WITH the pressures of SATs testing, the transition to secondary and concerns over the wellbeing of young children, Oliver’s Battery Primary School has implemented a course of mindfulness for the current Year 6 children.

The course is designed to promote well-being, enable children to understand themselves better, be resilient and resourceful in challenging situations and give them knowledge and skills that will be applicable throughout their school life and beyond.

The children learned about different parts of the brain and how those parts react to situations. This helped them to understand how to steady themselves, how to respond rather than just react and how to relate their thinking process to their emotions.

Maggie Szegedi-Fitzgibbon a ‘Paws b’ qualified teacher, offered her time and expertise in supporting the school.

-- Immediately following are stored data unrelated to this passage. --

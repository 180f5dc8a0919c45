//! Grid Snake entry point
//!
//! Headless demo driver: runs the simulation core against a seeded input
//! stream (random turns, occasional food contacts) and logs what the
//! session reports. Useful for eyeballing determinism - the same seed
//! always produces the same final score, length, and interval.

use rand::{Rng, SeedableRng};
use rand_pcg::Pcg32;

use grid_snake::sim::{Direction, GameEvent, GameSession};
use grid_snake::tuning::Tuning;

/// Steps to simulate per run
const DEMO_STEPS: u32 = 2_000;

fn main() {
    env_logger::init();

    let seed = std::env::args()
        .nth(1)
        .and_then(|arg| arg.parse().ok())
        .unwrap_or(0xC0FFEE);
    log::info!("Grid Snake demo starting with seed {seed}");

    let mut rng = Pcg32::seed_from_u64(seed);
    let mut session = GameSession::new(Tuning::default());
    session.drain_events();

    let mut resets = 0u32;
    let mut growths = 0u32;

    for _ in 0..DEMO_STEPS {
        if rng.random_bool(0.3) {
            session.set_desired_direction(random_direction(&mut rng));
        }

        let dt = session.interval();
        session.tick(dt);

        // Stand-in for the external overlap collaborator
        if rng.random_bool(0.05) {
            session.notify_food_consumed();
        }

        for event in session.drain_events() {
            match event {
                GameEvent::Grew(cell) => {
                    growths += 1;
                    log::debug!("grew a segment at {cell}");
                }
                GameEvent::ScoreChanged(score) => log::debug!("score: {score}"),
                GameEvent::IntervalChanged(interval) => {
                    log::info!("speed up: {interval:.3}s per step")
                }
                GameEvent::Reset => resets += 1,
                GameEvent::Stepped => {}
            }
        }
    }

    log::info!(
        "demo finished: score {}, length {}, interval {:.3}s, {} growths, {} resets",
        session.score(),
        session.positions().len(),
        session.interval(),
        growths,
        resets,
    );
    println!(
        "seed {seed}: score {} | length {} | {} resets",
        session.score(),
        session.positions().len(),
        resets
    );
}

fn random_direction(rng: &mut Pcg32) -> Direction {
    match rng.random_range(0..4) {
        0 => Direction::Up,
        1 => Direction::Down,
        2 => Direction::Left,
        _ => Direction::Right,
    }
}
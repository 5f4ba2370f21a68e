//! Build context and trigger reasons, as exposed by the CI server.

use chrono::{DateTime, SecondsFormat, Utc};
use serde::{Deserialize, Serialize};
use std::collections::HashMap;

/// Custom build data key holding the build start timestamp.
pub const BUILD_TIMESTAMP_KEY: &str = "buildTimeStamp";

/// Why a build was started.
#[derive(Debug, Clone, Serialize, Deserialize, PartialEq, Eq)]
#[serde(tag = "type", rename_all = "snake_case")]
pub enum TriggerReason {
    /// A user started the build by hand. The username may be blank when the
    /// run was re-queued on behalf of an upstream build.
    Manual {
        #[serde(default)]
        username: String,
    },

    /// Another build finished and triggered this one.
    Dependency {
        /// Result key of the upstream build, e.g. `PROJ-PLAN-42`.
        triggering_build_result_key: String,
    },

    /// Cron or periodic trigger.
    Scheduled,

    /// Repository polling or a commit hook.
    CodeChange,

    /// Any trigger kind this crate does not interpret.
    Other { kind: String },
}

impl TriggerReason {
    /// Short name of the trigger kind, used in log fields.
    pub fn kind(&self) -> &str {
        match self {
            TriggerReason::Manual { .. } => "manual",
            TriggerReason::Dependency { .. } => "dependency",
            TriggerReason::Scheduled => "scheduled",
            TriggerReason::CodeChange => "code_change",
            TriggerReason::Other { kind } => kind,
        }
    }
}

/// One build execution on the CI server.
///
/// A build has at most one parent: the build it was spawned from. The parent
/// is owned, so the chain is always finite and acyclic.
#[derive(Debug, Clone, Serialize, Deserialize, PartialEq)]
pub struct BuildContext {
    pub plan_name: String,
    pub build_number: u64,

    /// Result key, e.g. `PROJ-PLAN-JOB1-42`.
    pub build_result_key: String,

    pub trigger_reason: TriggerReason,

    /// Free-form data the server attaches to the build result.
    #[serde(default)]
    pub custom_build_data: HashMap<String, String>,

    #[serde(default, skip_serializing_if = "Option::is_none")]
    pub parent: Option<Box<BuildContext>>,
}

impl BuildContext {
    pub fn new(
        plan_name: impl Into<String>,
        build_number: u64,
        build_result_key: impl Into<String>,
        trigger_reason: TriggerReason,
    ) -> Self {
        Self {
            plan_name: plan_name.into(),
            build_number,
            build_result_key: build_result_key.into(),
            trigger_reason,
            custom_build_data: HashMap::new(),
            parent: None,
        }
    }

    /// Attach the build this one was spawned from.
    pub fn with_parent(mut self, parent: BuildContext) -> Self {
        self.parent = Some(Box::new(parent));
        self
    }

    /// Add one custom build data entry.
    pub fn with_custom_data(mut self, key: impl Into<String>, value: impl Into<String>) -> Self {
        self.custom_build_data.insert(key.into(), value.into());
        self
    }

    /// Record the build start time under [`BUILD_TIMESTAMP_KEY`].
    pub fn with_build_timestamp(self, started: DateTime<Utc>) -> Self {
        self.with_custom_data(
            BUILD_TIMESTAMP_KEY,
            started.to_rfc3339_opts(SecondsFormat::Millis, false),
        )
    }

    pub fn parent(&self) -> Option<&BuildContext> {
        self.parent.as_deref()
    }

    /// Iterate over this build followed by each of its ancestors.
    pub fn ancestry(&self) -> Ancestry<'_> {
        Ancestry { next: Some(self) }
    }

    /// Module identifier used for this build's artifacts: `<plan>:<number>`.
    pub fn module_id(&self) -> String {
        format!("{}:{}", self.plan_name, self.build_number)
    }
}

/// Borrowing iterator over a build and its ancestors.
pub struct Ancestry<'a> {
    next: Option<&'a BuildContext>,
}

impl<'a> Iterator for Ancestry<'a> {
    type Item = &'a BuildContext;

    fn next(&mut self) -> Option<Self::Item> {
        let current = self.next?;
        self.next = current.parent();
        Some(current)
    }
}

Maggie is a passionate advocate of mindfulness with young children, and has been supporting over the six weeks course.She said: “With my background as a medical radiographer, specialising MRI, I was part of several research teams using fMRI (functional MRI) technologies to look at how our brain processes emotions and which parts are involved. This same technology is being used in developing our understanding of the effect that mindfulness can have on our brains.

"The classroom-based mindfulness curriculum I delivered is called ‘Paws b’. It is a very hands-on curriculum with lots of participation from the children, lots of practice and laughter. The children have really embraced it.”

One pupil, Vivien, said: "I think it is really helpful as it settles my mind and has allowed me to focus."

Another, Risandi, added: "It has taught me techniques of keeping me calm and focused. This has really helped for SATs!"

Carly Thompson, deputy headteacher and a Year 6 class teacher, said: “I have seen first-hand the impact that the course has had on the children. The children are now confident in using the different practice techniques to help keep themselves calm and focused when they are in challenging situations.

"It also helps them to be resilient and resourceful, which are constantly being promoted and encouraged through class learning behaviours. These new skills have been paramount in helping the children go through the challenges of SATs in a confident way."

Other year groups will now follow the course.